Passos,
escuta... o meu nome é António Mariano, tenho 55 anos de português, 35
de estivador e 18 de sindicalista. Fomos eleitos - no meu caso em
eleições directas, no teu, em indirectas, foste escolhido por uma
maioria dos deputados eleitos para a AR - para representar um
determinado universo.
Represento quase 400 estivadores que escolheram a minha equipa para
estar à frente da nossa centenária associação de classe, constituída em
1896, para representar os nossos interesses individuais e colectivos bem
como o daqueles que no futuro irão desempenhar esta profissão de
apaixonante risco. Tu representas os mais de 10 milhões de cidadãos, em
que os estivadores se incluem. Tudo o resto é um mar de conflitos que
nos separam, tão diferentes são os modelos de sociedade e os valores que
defendemos.
Começando pelos valores em que baseias a tua formação, realço a
Mentira que encarnas, que tão bem cultivas, que atravessa toda a tua
existência. Olho para o teu exemplo e dou por mim a pensar como poderia
continuar a desempenhar o cargo para o qual fui eleito se estivesse
constantemente a mentir aos meus sócios, a dizer-lhes hoje o contrário
do que lhes tinha afirmado ontem, a faltar às promessas de música
celestial da última campanha eleitoral.
Posso especular sobre os tremendos problemas de consciência que me
assaltariam a não ser que estivesse ao serviço de interesses opostos aos
que me elegeram, se me tivesse vendido. Felizmente os estivadores nunca
me iriam permitir tal comportamento e, no mínimo, já me teriam mostrado
a porta de saída.
Tu manténs-te agarrado ao poder mas imagino que terás sonantes razões
para isso, a avaliar pelos teus gurus, conselheiros e a restante turma
que te rodeia. Foram essas más influências, aliadas aos grupos
económicos que te patrocinam e dominam o sector dos portos, que
estiveram na origem do assalto legislativo e do clima de impunidade face
às reiteradas violações legais e contratuais a que temos estado
sujeitos.
Como podes agora verificar, pelo acordo que assinámos no passado dia
14 de Fevereiro com os patrões de Lisboa, aquilo que de mais
significativo alcançámos foi a reintegração de 47 estivadores
despedidos. Essa nossa luta deveria ser a tua, a luta por empregos de
qualidade, com a dignidade que também devias reconhecer aos portugueses,
por políticas de emprego real que evitassem a sangria dos nossos jovens
e menos jovens para rios de desemprego, emigração, desespero e morte.

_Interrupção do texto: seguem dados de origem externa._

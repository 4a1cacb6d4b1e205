use super::{settle, sign_in, TargetClient, WorkloadError};
use crate::metrics::{Counter, Metrics, Rate, Trend};
use crate::multipart::{test_video, FilePart, MultipartBody};
use crate::workload::{VirtualUser, Workload};
use rand::Rng;
use time::OffsetDateTime;
use vidload_core::{
    CredentialPool, FAILURE_BACKOFF, READ_BACK_DELAY, READ_BACK_TIMEOUT, UPLOAD_LOGIN_TIMEOUT,
    UPLOAD_TIMEOUT,
};
#[allow(unused)]
use tracing::{debug, error, info, trace, warn};

pub const UPLOAD_SUCCESS: &str = "upload_success";
pub const UPLOAD_TIME_MS: &str = "upload_time_ms";
pub const VIDEOS_UPLOADED: &str = "videos_uploaded";
pub const VIDEOS_PENDING: &str = "videos_pending";

/// Login, upload one synthetic video, then check that it entered the processing queue.
///
/// A failed login or upload backs off for a few seconds and ends the iteration. The read-back
/// only feeds `videos_pending`; its failure never fails the iteration.
pub struct UploadCapacity {
    client: TargetClient,
    users: CredentialPool,
    payload: &'static [u8],
    success: Rate,
    upload_time: Trend,
    uploaded: Counter,
    pending: Counter,
}

impl UploadCapacity {
    pub fn new(
        client: TargetClient,
        users: CredentialPool,
        metrics: &Metrics,
    ) -> Result<Self, WorkloadError> {
        Ok(Self {
            client,
            users,
            payload: test_video(),
            success: metrics.rate(UPLOAD_SUCCESS)?,
            upload_time: metrics.trend(UPLOAD_TIME_MS)?,
            uploaded: metrics.counter(VIDEOS_UPLOADED)?,
            pending: metrics.counter(VIDEOS_PENDING)?,
        })
    }

    pub fn with_payload(mut self, payload: &'static [u8]) -> Self {
        self.payload = payload;
        self
    }

    async fn upload(&self, user: &mut VirtualUser, token: &str) -> Option<String> {
        let stamp = OffsetDateTime::now_utc().unix_timestamp_nanos() / 1_000_000;
        let suffix: u32 = user.rng().gen_range(0..10_000);
        let file_name = format!("test-video-{stamp}-{suffix}.mp4");
        let title = format!("Load Test Video {stamp}");

        let body = MultipartBody::with_random_boundary(
            user.rng(),
            &title,
            FilePart {
                field: "file",
                file_name: &file_name,
                content_type: "video/mp4",
                content: self.payload,
            },
        );

        let exchange = self.client.upload(token, body, UPLOAD_TIMEOUT).await;
        let latency = exchange.outcome.latency();
        self.success.add(exchange.outcome.success());
        self.upload_time.add_duration(latency);

        let video_id = settle(user, exchange)?;
        self.uploaded.increment(1);
        info!(
            "{} user {}: uploaded video {video_id} in {}ms",
            user.scenario(),
            user.id(),
            latency.as_millis()
        );
        Some(video_id)
    }

    async fn read_back(&self, user: &VirtualUser, token: &str, video_id: &str) {
        let exchange = self.client.video(token, video_id, READ_BACK_TIMEOUT).await;
        let result = exchange.result;
        user.record(exchange.outcome);

        match result {
            Ok(status) if matches!(status.as_str(), "pending" | "processing") => {
                self.pending.increment(1);
                info!("Video {video_id} queued: {status}");
            }
            Ok(status) => debug!("Video {video_id} is {status}"),
            Err(err) => debug!("Read-back of video {video_id} failed: {err}"),
        }
    }
}

impl Workload for UploadCapacity {
    async fn iteration(&self, user: &mut VirtualUser) {
        let login = sign_in(&self.client, &self.users, user, UPLOAD_LOGIN_TIMEOUT).await;
        let Some(token) = settle(user, login) else {
            user.pause(FAILURE_BACKOFF).await;
            return;
        };

        let Some(video_id) = self.upload(user, &token).await else {
            user.pause(FAILURE_BACKOFF).await;
            return;
        };

        if user.pause(READ_BACK_DELAY).await {
            self.read_back(user, &token, &video_id).await;
        }

        user.think().await;
    }
}
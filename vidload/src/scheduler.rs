//! Drives every scenario's concurrency profile off one shared run clock.
mod pool;
mod timer;

use crate::metrics::{Metrics, MetricsError, VUS_MAX};
use crate::scenario::Scenario;
use crate::workload::Workload;
use pool::{Pool, UserPool};
use serde::Serialize;
use std::future::{Future, IntoFuture};
use std::pin::Pin;
use std::time::Duration;
use thiserror::Error;
use time::OffsetDateTime;
use timer::Timer;
use tokio::time::Instant;
use vidload_core::{ConfigError, SCHEDULER_TICK};
#[allow(unused)]
use tracing::{debug, error, info, instrument, trace, warn};

#[derive(Debug, Error)]
pub enum SchedulerError {
    #[error("Invalid scenario: {0}")]
    Config(#[from] ConfigError),

    #[error(transparent)]
    Metrics(#[from] MetricsError),

    #[error("Scenario `{0}` was added twice.")]
    DuplicateScenario(String),
}

#[derive(Debug, Clone, PartialEq, Serialize)]
pub struct ScenarioReport {
    pub name: String,
    pub iterations: u64,
    pub peak_concurrency: usize,
}

#[derive(Debug, Clone, Serialize)]
pub struct ScheduleReport {
    #[serde(skip)]
    pub started_at: OffsetDateTime,
    pub elapsed: Duration,
    /// Highest total number of concurrently running virtual users.
    pub vus_max: usize,
    pub scenarios: Vec<ScenarioReport>,
}

impl ScheduleReport {
    pub fn iterations(&self) -> u64 {
        self.scenarios.iter().map(|s| s.iterations).sum()
    }
}

/// Runs a set of scenarios to completion.
///
/// Every `tick` the scheduler compares each scenario's desired concurrency at the current run
/// offset against the users it has running, spawning or signalling users to converge. Once the
/// last scenario's timeline is over, all users are stopped and drained.
pub struct Scheduler {
    metrics: Metrics,
    pools: Vec<Box<dyn Pool>>,
    tick: Duration,
}

impl Scheduler {
    pub fn new(metrics: Metrics) -> Self {
        Self {
            metrics,
            pools: vec![],
            tick: SCHEDULER_TICK,
        }
    }

    /// Control-loop period. A zero period keeps the default.
    pub fn tick(mut self, tick: Duration) -> Self {
        if tick.is_zero() {
            warn!(
                "Ignoring zero scheduler tick; keeping {}",
                humantime::format_duration(self.tick)
            );
        } else {
            self.tick = tick;
        }
        self
    }

    pub fn add<W>(&mut self, scenario: Scenario<W>) -> Result<(), SchedulerError>
    where
        W: Workload + Sync + 'static,
    {
        let (config, workload) = scenario.into_parts();
        config.validate()?;
        if self.pools.iter().any(|p| p.config().name == config.name) {
            return Err(SchedulerError::DuplicateScenario(config.name));
        }

        debug!(
            "Scheduling scenario {} at +{} for {}",
            config.name,
            humantime::format_duration(config.start_time),
            humantime::format_duration(config.executor.duration())
        );
        self.pools
            .push(Box::new(UserPool::new(config, workload, &self.metrics)?));
        Ok(())
    }

    /// Builder form of [`Scheduler::add`].
    pub fn scenario<W>(mut self, scenario: Scenario<W>) -> Result<Self, SchedulerError>
    where
        W: Workload + Sync + 'static,
    {
        self.add(scenario)?;
        Ok(self)
    }

    pub fn metrics(&self) -> &Metrics {
        &self.metrics
    }

    /// Offset from the run start at which the last scenario completes.
    pub fn end_offset(&self) -> Duration {
        self.pools
            .iter()
            .map(|p| p.config().end_offset())
            .max()
            .unwrap_or_default()
    }

    #[instrument(name = "scheduler", skip_all, fields(scenarios = self.pools.len()))]
    pub async fn run(mut self) -> ScheduleReport {
        let end = self.end_offset();
        info!(
            "Running {} scenario(s) over {}",
            self.pools.len(),
            humantime::format_duration(end)
        );

        let started_at = OffsetDateTime::now_utc();
        let start = Instant::now();
        let mut timer = Timer::new(self.tick);
        trace!("Scheduler ticking every {timer}");

        let mut vus_max = 0;
        loop {
            let elapsed = start.elapsed();
            for pool in self.pools.iter_mut() {
                let desired = pool.config().concurrency_at(elapsed);
                pool.set_concurrency(desired);
            }

            let running: usize = self.pools.iter().map(|p| p.concurrency()).sum();
            vus_max = vus_max.max(running);

            if elapsed >= end {
                break;
            }
            let lag = timer.tick().await;
            if lag >= timer.period() {
                warn!(
                    "Scheduler tick fired {} late",
                    humantime::format_duration(lag)
                );
            }
        }

        debug!("All timelines complete; draining virtual users.");
        let mut scenarios = Vec::with_capacity(self.pools.len());
        for pool in self.pools {
            scenarios.push(pool.shutdown().await);
        }

        match self.metrics.counter(VUS_MAX) {
            Ok(counter) => counter.increment(vus_max as u64),
            Err(err) => warn!("Not recording {VUS_MAX}: {err}"),
        }

        let report = ScheduleReport {
            started_at,
            elapsed: start.elapsed(),
            vus_max,
            scenarios,
        };
        info!(
            "Run complete in {}: {} iterations, {} peak users",
            humantime::format_duration(report.elapsed),
            report.iterations(),
            report.vus_max
        );
        report
    }
}

impl IntoFuture for Scheduler {
    type Output = ScheduleReport;
    type IntoFuture = Pin<Box<dyn Future<Output = ScheduleReport> + Send>>;

    fn into_future(self) -> Self::IntoFuture {
        Box::pin(self.run())
    }
}
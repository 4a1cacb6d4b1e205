//! Command line runtime.
//!
//! Loads a plan, builds one workload per scenario against the target, runs the scheduler and
//! judges the result.
use crate::plans::PlanSource;
use crate::RuntimeError;
use clap::Parser;
use std::path::PathBuf;
use vidload::driver::{TargetClient, UploadCapacity, WebCapacity};
use vidload::{Metrics, RunReport, Scenario, Scheduler};
use vidload_core::{
    CredentialPool, Credentials, Plan, WorkloadKind, DEFAULT_BASE_URL, DEFAULT_RESULTS_DIR,
};
#[allow(unused)]
use tracing::{debug, error, info, instrument, warn};

#[derive(Parser, Debug)]
#[command(version, about = "Capacity tests for the video upload service")]
struct VidloadCli {
    /// Root URL of the service under test.
    #[arg(short, long, env = "BASE_URL", default_value = DEFAULT_BASE_URL)]
    base_url: String,

    /// `web`, `upload`, or the path of a JSON plan.
    #[arg(short, long, default_value = "web")]
    plan: PlanSource,

    /// Directory receiving the JSON summary [default: the plan's, else `results`].
    #[arg(short, long)]
    results_dir: Option<PathBuf>,

    /// Skip writing the JSON summary.
    #[arg(long)]
    no_summary: bool,

    /// Credential as `email:password`; repeat to build a pool. Replaces every scenario's users.
    #[arg(short, long = "user")]
    users: Vec<Credentials>,
}

/// Default vidload runtime.
///
/// # Example
///
/// ```ignore
/// use vidload_runtime::VidloadRuntime;
///
/// #[tokio::main]
/// async fn main() -> Result<(), vidload_runtime::RuntimeError> {
///     let report = VidloadRuntime::new().with_args().run().await?;
///     println!("{report}");
///     Ok(())
/// }
/// ```
pub struct VidloadRuntime {
    base_url: String,
    plan: PlanSource,
    results_dir: Option<PathBuf>,
    write_summary: bool,
    users: Vec<Credentials>,
}

impl Default for VidloadRuntime {
    fn default() -> Self {
        Self::new()
    }
}

impl VidloadRuntime {
    pub fn new() -> Self {
        Self {
            base_url: DEFAULT_BASE_URL.to_string(),
            plan: PlanSource::WebCapacity,
            results_dir: None,
            write_summary: true,
            users: vec![],
        }
    }

    /// Use the default CLI arguments.
    ///
    /// `-b`, `--base-url` (or `BASE_URL`) for the target, `-p`, `--plan` for the plan,
    /// `-r`, `--results-dir` and `--no-summary` for the JSON summary, and repeated
    /// `-u`, `--user email:password` for the credential pool.
    ///
    /// # Example
    /// ```ignore
    /// $ BASE_URL=http://staging:8000 vidload --plan upload
    /// $ vidload -p plans/soak.json -u qa1@anb.com:secret -u qa2@anb.com:secret
    /// ```
    pub fn with_args(mut self) -> Self {
        let args = VidloadCli::parse();
        self.base_url = args.base_url;
        self.plan = args.plan;
        self.results_dir = args.results_dir;
        self.write_summary = !args.no_summary;
        self.users = args.users;
        self
    }

    pub fn base_url(mut self, base_url: &str) -> Self {
        self.base_url = base_url.to_string();
        self
    }

    pub fn plan(mut self, plan: PlanSource) -> Self {
        self.plan = plan;
        self
    }

    /// Overrides the plan's results directory.
    pub fn results_dir(mut self, dir: PathBuf) -> Self {
        self.results_dir = Some(dir);
        self
    }

    pub fn write_summary(mut self, write: bool) -> Self {
        self.write_summary = write;
        self
    }

    pub fn users(mut self, users: &[Credentials]) -> Self {
        self.users = users.to_vec();
        self
    }

    #[instrument(name = "vidload", skip_all, fields(base_url = %self.base_url))]
    pub async fn run(self) -> Result<RunReport, RuntimeError> {
        let plan = self.plan.load().await?;
        let client = TargetClient::new(&self.base_url)?;
        let users = if self.users.is_empty() {
            None
        } else {
            Some(CredentialPool::new(self.users)?)
        };

        let report = execute(&plan, &client, users.as_ref()).await?;
        if self.write_summary {
            let dir = self
                .results_dir
                .or_else(|| plan.results_dir.clone())
                .unwrap_or_else(|| PathBuf::from(DEFAULT_RESULTS_DIR));
            report.write_json(&dir, &plan.summary_file_name())?;
        }
        Ok(report)
    }
}

/// Run `plan` against `client`. `users` overrides every scenario's own credentials.
#[instrument(name = "plan", skip_all, fields(name = %plan.name))]
pub async fn execute(
    plan: &Plan,
    client: &TargetClient,
    users: Option<&CredentialPool>,
) -> Result<RunReport, RuntimeError> {
    plan.validate()?;

    let metrics = Metrics::new();
    let mut scheduler = Scheduler::new(metrics.clone());
    for entry in &plan.scenarios {
        let pool = match users {
            Some(pool) => pool.clone(),
            None if entry.users.is_empty() => CredentialPool::default(),
            None => CredentialPool::new(entry.users.clone())?,
        };

        let name = &entry.config.name;
        match entry.workload {
            WorkloadKind::WebCapacity => {
                let workload = WebCapacity::new(client.clone(), pool, &metrics)?;
                scheduler.add(Scenario::new(name, workload).with_config(entry.config.clone()))?;
            }
            WorkloadKind::UploadCapacity => {
                let workload = UploadCapacity::new(client.clone(), pool, &metrics)?;
                scheduler.add(Scenario::new(name, workload).with_config(entry.config.clone()))?;
            }
        }
    }

    info!(
        "Running plan {} against {} for {}",
        plan.name,
        client.base_url(),
        humantime::format_duration(plan.end_offset())
    );
    let schedule = scheduler.await;
    let snapshot = metrics.finalize(schedule.elapsed);
    let report = RunReport::new(&plan.name, &schedule, snapshot, &plan.threshold_rules());

    for failed in report.failed_thresholds() {
        warn!("Threshold crossed: {} {}", failed.metric, failed.expression);
    }
    Ok(report)
}
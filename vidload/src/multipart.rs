//! Byte-exact multipart/form-data body for a single title + file upload.
use rand::Rng;
use std::sync::OnceLock;
use vidload_core::{BOUNDARY_PREFIX, TEST_VIDEO_SIZE};

const CRLF: &[u8] = b"\r\n";

/// The binary field of an upload.
#[derive(Debug, Clone, Copy)]
pub struct FilePart<'a> {
    pub field: &'a str,
    pub file_name: &'a str,
    pub content_type: &'a str,
    pub content: &'a [u8],
}

/// An encoded request body together with the boundary that delimits it.
#[derive(Debug, Clone, PartialEq)]
pub struct MultipartBody {
    boundary: String,
    bytes: Vec<u8>,
}

impl MultipartBody {
    /// Encode a text `title` field followed by `file`, delimited by `boundary`.
    ///
    /// Field contents are copied verbatim; the file bytes are never re-encoded.
    pub fn new(boundary: &str, title: &str, file: FilePart<'_>) -> Self {
        let delimiter = format!("--{boundary}");
        let mut bytes = Vec::with_capacity(file.content.len() + title.len() + 4 * delimiter.len() + 256);

        bytes.extend_from_slice(delimiter.as_bytes());
        bytes.extend_from_slice(CRLF);
        bytes.extend_from_slice(b"Content-Disposition: form-data; name=\"title\"");
        bytes.extend_from_slice(CRLF);
        bytes.extend_from_slice(CRLF);
        bytes.extend_from_slice(title.as_bytes());
        bytes.extend_from_slice(CRLF);

        bytes.extend_from_slice(delimiter.as_bytes());
        bytes.extend_from_slice(CRLF);
        bytes.extend_from_slice(
            format!(
                "Content-Disposition: form-data; name=\"{}\"; filename=\"{}\"",
                file.field, file.file_name
            )
            .as_bytes(),
        );
        bytes.extend_from_slice(CRLF);
        bytes.extend_from_slice(format!("Content-Type: {}", file.content_type).as_bytes());
        bytes.extend_from_slice(CRLF);
        bytes.extend_from_slice(CRLF);
        bytes.extend_from_slice(file.content);
        bytes.extend_from_slice(CRLF);

        bytes.extend_from_slice(delimiter.as_bytes());
        bytes.extend_from_slice(b"--");
        bytes.extend_from_slice(CRLF);

        Self {
            boundary: boundary.to_string(),
            bytes,
        }
    }

    /// Like [`MultipartBody::new`], with a fresh random boundary that does not occur in the
    /// file content.
    pub fn with_random_boundary<R: Rng>(rng: &mut R, title: &str, file: FilePart<'_>) -> Self {
        let mut boundary = random_boundary(rng);
        while contains(file.content, boundary.as_bytes()) || title.contains(&boundary) {
            boundary = random_boundary(rng);
        }
        Self::new(&boundary, title, file)
    }

    pub fn boundary(&self) -> &str {
        &self.boundary
    }

    /// Value of the request's `Content-Type` header.
    pub fn content_type(&self) -> String {
        format!("multipart/form-data; boundary={}", self.boundary)
    }

    pub fn len(&self) -> usize {
        self.bytes.len()
    }

    pub fn is_empty(&self) -> bool {
        self.bytes.is_empty()
    }

    pub fn as_bytes(&self) -> &[u8] {
        &self.bytes
    }

    pub fn into_bytes(self) -> Vec<u8> {
        self.bytes
    }
}

fn random_boundary<R: Rng>(rng: &mut R) -> String {
    format!("{BOUNDARY_PREFIX}{}", rng.gen::<u64>())
}

fn contains(haystack: &[u8], needle: &[u8]) -> bool {
    !needle.is_empty() && haystack.windows(needle.len()).any(|w| w == needle)
}

/// Deterministic filler: byte `i` is `(i * 17 + 42) mod 256`.
pub fn filler(size: usize) -> Vec<u8> {
    (0..size).map(|i| ((i * 17 + 42) % 256) as u8).collect()
}

/// The synthetic video uploaded by every virtual user, built once per process.
pub fn test_video() -> &'static [u8] {
    static VIDEO: OnceLock<Vec<u8>> = OnceLock::new();
    VIDEO.get_or_init(|| filler(TEST_VIDEO_SIZE))
}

Não há dia em que não fales no esforço dos portugueses, tal como não
há dia em que não os desrespeites. Nós, trabalhadores portuários, mesmo
durante um longo processo de luta, nunca deixámos de garantir as
importações e as exportações de que o país precisa. O que fizeste tu
para lá de tudo dificultar? Haverá português com pior índice de
produtividade? Mesmo dando de barato que para ti a economia são as
empresas quando, para mim, são as pessoas. Não conheço alguém que mais
tenha destruído a economia nacional, na esteira aliás de um teu
antecessor, cúmplice desta tua governança.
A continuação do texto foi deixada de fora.